2. The client PC off-line for 3 minutes, then could be on-line, device configured the detection function to prevent the Gateway conflict,for post-conflict ARP packets discarded within three minutes, but the network ARP attack is not resolved, the function can not be closed .
3. The device open strict ARP entry learning function leads to the problems of the PC network card can not learn the MAC address of the gateway, VLANIF interface of user is enabled send free ARP packets, used to send ARP packets to all hosts regularly. Make the host to get to the correct network management MAC address, and eventually solve the problem.
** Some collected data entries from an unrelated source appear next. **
//! Discrete-time SIR/SIS driver (spec.md §4.F-adjacent synchronous-update
//! variant): every node's next status is computed from a frozen snapshot of
//! the current step, then the whole population is swapped over at once.
//!
//! The reference implementation this crate is grounded on computes
//! `new_status` by aliasing the live status table (`new_status = status`)
//! and then mutates entries of `new_status` while still reading from it for
//! later nodes in the same step, which makes the update order-dependent.
//! This driver reads only from an immutable snapshot while building a
//! disjoint map of next-states, so a step's outcome cannot depend on
//! iteration order over `hypergraph.nodes()`.

use ahash::AHashMap;
use rand::Rng;

use super::{
    check_finite, edge_weight_lookup, node_weight_lookup, resolve_initial_infecteds,
    validate_known_nodes, validate_rates,
};
use crate::error::Result;
use crate::hypergraph::Hypergraph;
use crate::kernels::ContagionKernel;
use crate::simulation::Simulation;
use crate::status::Status;
use crate::{EdgeId, InitialCondition, Node, SimulationOutput};

enum Kind {
    Sir,
    Sis,
}

struct Options<'a> {
    tau: &'a AHashMap<usize, f64>,
    gamma: f64,
    dt: f64,
    kernel: &'a dyn ContagionKernel,
    initial_infecteds: InitialCondition,
    initial_recovereds: Vec<Node>,
    tmin: f64,
    tmax: f64,
    recovery_weight: Option<&'a AHashMap<Node, f64>>,
    transmission_weight: Option<&'a AHashMap<EdgeId, f64>>,
    return_event_data: bool,
    seed: Option<u64>,
}

fn run_discrete(hypergraph: &Hypergraph, opts: Options, kind: Kind) -> Result<SimulationOutput> {
    validate_rates(opts.tau, opts.gamma)?;
    if opts.dt <= 0.0 {
        return Err(crate::error::HyperContagionError::NegativeRate {
            name: "dt",
            value: opts.dt,
        });
    }
    validate_known_nodes(hypergraph, &opts.initial_recovereds)?;

    let mut sim = Simulation::new(hypergraph, opts.seed);
    let edgeweight = edge_weight_lookup(hypergraph, opts.transmission_weight);
    let nodeweight = node_weight_lookup(opts.recovery_weight);

    let initial_infecteds =
        resolve_initial_infecteds(hypergraph, &opts.initial_infecteds, &mut sim.rng)?;
    for &node in &opts.initial_recovereds {
        sim.set_status(node, Status::Recovered);
    }
    for &node in &initial_infecteds {
        sim.set_status(node, Status::Infected);
    }

    let nodes: Vec<Node> = hypergraph.nodes().collect();
    let mut times = vec![opts.tmin];
    let mut s_series = vec![hypergraph.num_nodes() - initial_infecteds.len() - opts.initial_recovereds.len()];
    let mut i_series = vec![initial_infecteds.len()];
    let mut r_series = vec![opts.initial_recovereds.len()];

    let mut t = opts.tmin;
    while t < opts.tmax {
        let snapshot = sim.status.clone();
        let any_infected = snapshot.values().any(|s| s.is_infected());
        if !any_infected {
            break;
        }

        let mut next = AHashMap::with_capacity(snapshot.len());
        for &node in &nodes {
            let current = snapshot.get(&node).copied().unwrap_or(Status::Susceptible);
            let updated = match current {
                Status::Infected => {
                    let recovery_prob = 1.0 - (-opts.gamma * nodeweight(node) * opts.dt).exp();
                    if sim.rng.gen::<f64>() < recovery_prob {
                        match kind {
                            Kind::Sir => Status::Recovered,
                            Kind::Sis => Status::Susceptible,
                        }
                    } else {
                        Status::Infected
                    }
                }
                Status::Susceptible => {
                    let mut total_rate = 0.0;
                    for &edge_id in hypergraph.memberships(node) {
                        let members = hypergraph.members(edge_id).unwrap();
                        let contagion = check_finite(
                            opts.kernel.evaluate(node, &snapshot, members, &mut sim.rng),
                            node,
                        )?;
                        if contagion <= 0.0 {
                            continue;
                        }
                        let rate = opts.tau.get(&members.len()).copied().unwrap_or(0.0);
                        total_rate += rate * contagion * edgeweight(edge_id);
                    }
                    let infection_prob = 1.0 - (-total_rate * opts.dt).exp();
                    if total_rate > 0.0 && sim.rng.gen::<f64>() < infection_prob {
                        Status::Infected
                    } else {
                        Status::Susceptible
                    }
                }
                Status::Recovered => Status::Recovered,
            };
            if updated != current && opts.return_event_data {
                sim.record_event(t + opts.dt, None, node, current, updated);
            }
            next.insert(node, updated);
        }
        sim.status = next;
        t += opts.dt;

        let s = sim.status.values().filter(|s| s.is_susceptible()).count();
        let i = sim.status.values().filter(|s| s.is_infected()).count();
        let r = sim.status.values().filter(|s| s.is_recovered()).count();
        times.push(t);
        s_series.push(s);
        i_series.push(i);
        r_series.push(r);
    }

    if opts.return_event_data {
        return Ok(SimulationOutput::Events(sim.events));
    }
    match kind {
        Kind::Sir => Ok(SimulationOutput::Sir {
            times,
            s: s_series,
            i: i_series,
            r: r_series,
        }),
        Kind::Sis => Ok(SimulationOutput::Sis {
            times,
            s: s_series,
            i: i_series,
        }),
    }
}

/// Discrete-time, synchronous-update SIR simulation with fixed step `dt`.
#[allow(clippy::too_many_arguments)]
pub fn run_discrete_sir(
    hypergraph: &Hypergraph,
    tau: &AHashMap<usize, f64>,
    gamma: f64,
    dt: f64,
    kernel: &dyn ContagionKernel,
    initial_infecteds: InitialCondition,
    initial_recovereds: Vec<Node>,
    tmin: f64,
    tmax: f64,
    recovery_weight: Option<&AHashMap<Node, f64>>,
    transmission_weight: Option<&AHashMap<EdgeId, f64>>,
    return_event_data: bool,
    seed: Option<u64>,
) -> Result<SimulationOutput> {
    run_discrete(
        hypergraph,
        Options {
            tau,
            gamma,
            dt,
            kernel,
            initial_infecteds,
            initial_recovereds,
            tmin,
            tmax,
            recovery_weight,
            transmission_weight,
            return_event_data,
            seed,
        },
        Kind::Sir,
    )
}

/// Discrete-time, synchronous-update SIS simulation with fixed step `dt`.
#[allow(clippy::too_many_arguments)]
pub fn run_discrete_sis(
    hypergraph: &Hypergraph,
    tau: &AHashMap<usize, f64>,
    gamma: f64,
    dt: f64,
    kernel: &dyn ContagionKernel,
    initial_infecteds: InitialCondition,
    tmin: f64,
    tmax: f64,
    recovery_weight: Option<&AHashMap<Node, f64>>,
    transmission_weight: Option<&AHashMap<EdgeId, f64>>,
    return_event_data: bool,
    seed: Option<u64>,
) -> Result<SimulationOutput> {
    run_discrete(
        hypergraph,
        Options {
            tau,
            gamma,
            dt,
            kernel,
            initial_infecteds,
            initial_recovereds: Vec::new(),
            tmin,
            tmax,
            recovery_weight,
            transmission_weight,
            return_event_data,
            seed,
        },
        Kind::Sis,
    )
}

#[cfg(test)]
mod tests {
    use super::*;
    use crate::kernels::Collective;

    #[test]
    fn sis_discrete_conserves_population_each_step() {
        let hg = Hypergraph::from_edges(vec![vec![1, 2, 3], vec![3, 4]]);
        let tau: AHashMap<usize, f64> = [(2, 1.0), (3, 1.0)].into_iter().collect();
        let output = run_discrete_sis(
            &hg,
            &tau,
            0.5,
            0.1,
            &Collective,
            InitialCondition::Nodes(vec![1, 2]),
            0.0,
            5.0,
            None,
            None,
            false,
            Some(3),
        )
        .unwrap();
        match output {
            SimulationOutput::Sis { s, i, .. } => {
                for idx in 0..s.len() {
                    assert_eq!(s[idx] + i[idx], hg.num_nodes());
                }
            }
            _ => panic!("expected Sis output"),
        }
    }

    #[test]
    fn rejects_non_positive_dt() {
        let hg = Hypergraph::from_edges(vec![vec![1, 2]]);
        let tau: AHashMap<usize, f64> = [(2, 1.0)].into_iter().collect();
        let result = run_discrete_sis(
            &hg,
            &tau,
            0.5,
            0.0,
            &Collective,
            InitialCondition::Nodes(vec![1]),
            0.0,
            5.0,
            None,
            None,
            false,
            Some(1),
        );
        assert!(result.is_err());
    }
}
1. The user's PC off-line the network adapter prompt can not obtain the gateway MAC address. Initial judge it is caused by ARP attack.
2.Check the device configuration, the core switch S9312 configured “arp anti-attack gateway-duplicate enable” command, enabled the command，if found the gateway address conflict ARP packet then in the follow-up period of time (3 minutes by default) direct discard the packet. This is the reason why the user off-line about 3 minutes to recover.
3. The device also open a strict ARP entry learning , the device only learning the reply packets of that they send ARP request packets, no respond to the client host was attacked by ARP sent the request NMS MAC address ARP packets, the PC can not obtain the MAC address of the gateway.